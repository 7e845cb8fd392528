//! Vista Core - playback state reconciliation for a video player component
//!
//! This crate provides the logic between a platform media engine and the
//! playback chrome drawn on top of it:
//! - Translation of engine signals into a small playback state machine
//! - Deferred seeks, position polling and buffering retry
//! - Control overlay presentation state (loader, auto-hide, speed, scrubber)
//! - A screen that composes both and reacts to lifecycle/orientation changes
//!
//! # Architecture
//!
//! ```text
//! ┌─────────────────────────────────────────────────────────────────┐
//! │                          Vista Core                             │
//! ├─────────────────────────────────────────────────────────────────┤
//! │                                                                 │
//! │   ┌──────────────┐   signals    ┌──────────────┐                │
//! │   │ MediaEngine  │ ───────────▶ │ PlayerLayer  │                │
//! │   │  (platform)  │ ◀─────────── │  (reconcile) │                │
//! │   └──────────────┘  play/seek   └──────┬───────┘                │
//! │                                        │ PlayerEvent            │
//! │                                 ┌──────┴───────┐                │
//! │   ┌──────────────┐   actions    │    Screen    │  ScreenEvent   │
//! │   │ControlOverlay│ ───────────▶ │              │ ─────────────▶ │
//! │   │              │ ◀─────────── │              │                │
//! │   └──────────────┘    state     └──────┬───────┘                │
//! │                                        │                        │
//! │                                 ┌──────┴───────┐                │
//! │                                 │ScreenRuntime │                │
//! │                                 │ (one task)   │                │
//! │                                 └──────────────┘                │
//! └─────────────────────────────────────────────────────────────────┘
//! ```

pub mod config;
pub mod engine;
pub mod error;
pub mod layer;
pub mod overlay;
pub mod runtime;
pub mod screen;
pub mod sim;
pub mod timer;
pub mod types;

pub use config::{OverlayConfig, PlayerConfig, ScreenConfig, VideoKind};
pub use engine::{EngineSignal, EngineSignals, EventSink, MediaEngine, SeekTicket};
pub use error::{Error, Result};
pub use layer::{PlayerEvent, PlayerLayer, SeekCompletion};
pub use overlay::{ControlOverlay, OverlayAction, OverlayButton, OverlaySnapshot};
pub use runtime::{ScreenHandle, ScreenRuntime};
pub use screen::{Screen, ScreenEvent, ScreenInput};
pub use sim::{SimController, SimulatedEngine};
pub use types::*;

/// Library version
pub const VERSION: &str = env!("CARGO_PKG_VERSION");

/// Log the library version once at startup
pub fn init() {
    tracing::info!(version = VERSION, "Vista Core initialized");
}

____

→ What this task involves
Check each line of the records for the word "MediaEngine", and show the lines that contain it.

→ Exercise output
//! │   │ MediaEngine  │ ───────────▶ │ PlayerLayer  │                │
pub use engine::{EngineSignal, EngineSignals, EventSink, MediaEngine, SeekTicket};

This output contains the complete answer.